* What is required: If a line in the data holds the string "const", list it.

* Data section:
=== Begin Enclosure ===

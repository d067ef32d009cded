//! dashboard: run one signal pass over the configured metric set and print
//! the traffic-light dashboard.
//!
//! Usage:
//!   cargo run -p dashboard-cli                  # demo data unless keys are set
//!   cargo run -p dashboard-cli -- --demo        # force synthetic series
//!   cargo run -p dashboard-cli -- --json        # machine-readable bundle
//!   cargo run -p dashboard-cli -- --concurrency 3 --timeout 15

use std::sync::Arc;

use provider_clients::{CoinGeckoClient, DemoProvider, FredClient, StooqClient};
use refresh_cache::{RefreshCache, TtlPolicy};
use signal_core::{
    ClassifiedMetric, CompositeScore, DataCategory, DataHealth, Direction, EngineConfig, Lens,
    MetricConfig, SignalBundle, ThresholdBasis, ThresholdRule, TrafficLight,
};
use signal_orchestrator::SignalOrchestrator;

const DEFAULT_CONCURRENCY: usize = 5;
const DEFAULT_TIMEOUT_SECS: u64 = 10;

#[tokio::main]
async fn main() -> anyhow::Result<()> {
    dotenvy::dotenv().ok();
    tracing_subscriber::fmt()
        .with_env_filter(
            tracing_subscriber::EnvFilter::try_from_default_env()
                .unwrap_or_else(|_| "dashboard=info,signal_orchestrator=info".into()),
        )
        .init();

    let args: Vec<String> = std::env::args().collect();
    let force_demo = args.iter().any(|a| a == "--demo");
    let as_json = args.iter().any(|a| a == "--json");

    let concurrency: usize = args
        .iter()
        .position(|a| a == "--concurrency")
        .and_then(|i| args.get(i + 1))
        .and_then(|v| v.parse().ok())
        .unwrap_or(DEFAULT_CONCURRENCY);

    let timeout_secs: u64 = args
        .iter()
        .position(|a| a == "--timeout")
        .and_then(|i| args.get(i + 1))
        .and_then(|v| v.parse().ok())
        .unwrap_or(DEFAULT_TIMEOUT_SECS);

    let fred_key = std::env::var("FRED_API_KEY").ok();
    let live = !force_demo;
    if !live {
        tracing::info!("Running with synthetic demo series");
    } else if fred_key.is_none() {
        tracing::info!("FRED_API_KEY not set; FRED-backed metrics fall back to demo data");
    }

    let mut config = EngineConfig::new(default_metrics(live, fred_key.is_some()));
    config.max_concurrent_fetches = concurrency;
    config.fetch_timeout_secs = timeout_secs;

    let cache = Arc::new(RefreshCache::new(TtlPolicy::new()));
    let mut orchestrator = SignalOrchestrator::new(config, cache)?;

    orchestrator.register_provider(Arc::new(DemoProvider::new()));
    if live {
        orchestrator.register_provider(Arc::new(StooqClient::new(timeout_secs)));
        orchestrator.register_provider(Arc::new(CoinGeckoClient::new(timeout_secs)));
        if let Some(key) = fred_key {
            orchestrator.register_provider(Arc::new(FredClient::new(key, timeout_secs)));
        }
    }

    let bundle = orchestrator.run().await?;

    if as_json {
        println!("{}", serde_json::to_string_pretty(&bundle)?);
    } else {
        render(&bundle);
    }
    Ok(())
}

/// Default metric set: the classic valuation gauges plus risk-appetite
/// trend gauges. Sources without a free feed stay on synthetic data, the
/// same split the original dashboard made.
fn default_metrics(live: bool, has_fred: bool) -> Vec<MetricConfig> {
    let stooq = if live { "stooq" } else { "demo" };
    let coingecko = if live { "coingecko" } else { "demo" };
    let fred = if live && has_fred { "fred" } else { "demo" };

    vec![
        // Valuation lens
        absolute_metric(
            "cape", "Shiller CAPE", "ratio", "demo", "shiller_cape",
            Lens::Valuation, DataCategory::Monthly, 20.0, 30.0,
        ),
        absolute_metric(
            "sp500_pe", "S&P 500 P/E", "ratio", "demo", "sp500_pe",
            Lens::Valuation, DataCategory::Daily, 18.0, 24.0,
        ),
        absolute_metric(
            "buffett", "Buffett Indicator", "%", fred, "DDDM01USA156NWDB",
            Lens::Valuation, DataCategory::Quarterly, 120.0, 150.0,
        ),
        absolute_metric(
            "margin_debt", "Margin Debt YoY", "%", "demo", "margin_debt_yoy",
            Lens::Valuation, DataCategory::Monthly, 0.0, 10.0,
        ),
        absolute_metric(
            "concentration", "Top-10 Concentration", "%", "demo", "sp500_top10_weight",
            Lens::Valuation, DataCategory::DailySlow, 25.0, 35.0,
        ),
        percentile_metric(
            "crypto_froth", "Crypto Froth (BTC)", "USD", coingecko, "bitcoin",
            Lens::Valuation, DataCategory::Daily, 75.0, 90.0,
        ),
        // Trend lens: risk-appetite gauges where a high reading means a
        // deteriorating tape, so lens percentiles share one orientation
        percentile_metric(
            "vix", "VIX", "index", stooq, "^vix",
            Lens::Trend, DataCategory::DailySlow, 50.0, 80.0,
        ),
        percentile_metric(
            "hy_spread", "HY Credit Spread", "bps", fred, "BAMLH0A0HYM2",
            Lens::Trend, DataCategory::Daily, 50.0, 75.0,
        ),
        percentile_metric(
            "put_call", "Put/Call Ratio", "ratio", "demo", "cboe_put_call",
            Lens::Trend, DataCategory::DailySlow, 50.0, 80.0,
        ),
    ]
}

#[allow(clippy::too_many_arguments)]
fn absolute_metric(
    id: &str, name: &str, unit: &str, provider: &str, series_id: &str,
    lens: Lens, category: DataCategory, caution: f64, danger: f64,
) -> MetricConfig {
    MetricConfig {
        id: id.to_string(),
        name: name.to_string(),
        unit: unit.to_string(),
        provider: provider.to_string(),
        series_id: series_id.to_string(),
        lens,
        category,
        rule: ThresholdRule {
            basis: ThresholdBasis::Absolute,
            direction: Direction::HighIsBad,
            caution_cut: caution,
            danger_cut: danger,
        },
        lookback: None,
        trend_window: 20,
        trend_epsilon: 0.002,
    }
}

#[allow(clippy::too_many_arguments)]
fn percentile_metric(
    id: &str, name: &str, unit: &str, provider: &str, series_id: &str,
    lens: Lens, category: DataCategory, caution: f64, danger: f64,
) -> MetricConfig {
    MetricConfig {
        rule: ThresholdRule {
            basis: ThresholdBasis::Percentile,
            direction: Direction::HighIsBad,
            caution_cut: caution,
            danger_cut: danger,
        },
        ..absolute_metric(id, name, unit, provider, series_id, lens, category, caution, danger)
    }
}

fn render(bundle: &SignalBundle) {
    println!();
    println!(
        "📊 Market Signal Dashboard (generated {})",
        bundle.generated_at.format("%Y-%m-%d %H:%M UTC")
    );
    println!();

    render_lens("VALUATION", &bundle.valuation);
    render_lens("TREND", &bundle.trend);

    println!("Action: {}", bundle.action.name().to_uppercase());
    println!();
}

fn render_lens(title: &str, composite: &CompositeScore) {
    println!("{title}");
    for metric in &composite.metrics {
        println!("  {}", format_metric(metric));
    }
    match composite.percentile {
        Some(pct) => println!(
            "  composite: {:5.1} {}  ({} of {} metrics)",
            pct,
            status_icon(composite.status),
            composite.included,
            composite.metrics.len()
        ),
        None => println!("  composite: insufficient data"),
    }
    println!();
}

fn format_metric(metric: &ClassifiedMetric) -> String {
    let sample = &metric.sample;
    let value = sample
        .value
        .map(|v| format!("{v:10.2}"))
        .unwrap_or_else(|| format!("{:>10}", "-"));
    let pct = sample
        .percentile_rank
        .map(|p| format!("{p:5.1}"))
        .unwrap_or_else(|| format!("{:>5}", "-"));
    let trend = sample.trend.map(|t| t.name()).unwrap_or("-");
    let freshness = match sample.data_health {
        DataHealth::Fresh => String::new(),
        DataHealth::Stale => {
            let as_of = sample
                .source_as_of
                .map(|t| t.format("%Y-%m-%d").to_string())
                .unwrap_or_else(|| "?".to_string());
            format!("  ⚠ stale (as of {as_of})")
        }
        DataHealth::Unavailable => "  ✗ unavailable".to_string(),
    };

    format!(
        "{} {:<24} {} {}  pct {}  {:<8}{}",
        status_icon(metric.status),
        sample.name,
        value,
        sample.unit,
        pct,
        trend,
        freshness
    )
}

fn status_icon(status: Option<TrafficLight>) -> &'static str {
    match status {
        Some(TrafficLight::Green) => "🟢",
        Some(TrafficLight::Yellow) => "🟡",
        Some(TrafficLight::Red) => "🔴",
        None => "⚪",
    }
}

=== End Enclosure ===

* Reply:
const DEFAULT_CONCURRENCY: usize = 5;
const DEFAULT_TIMEOUT_SECS: u64 = 10;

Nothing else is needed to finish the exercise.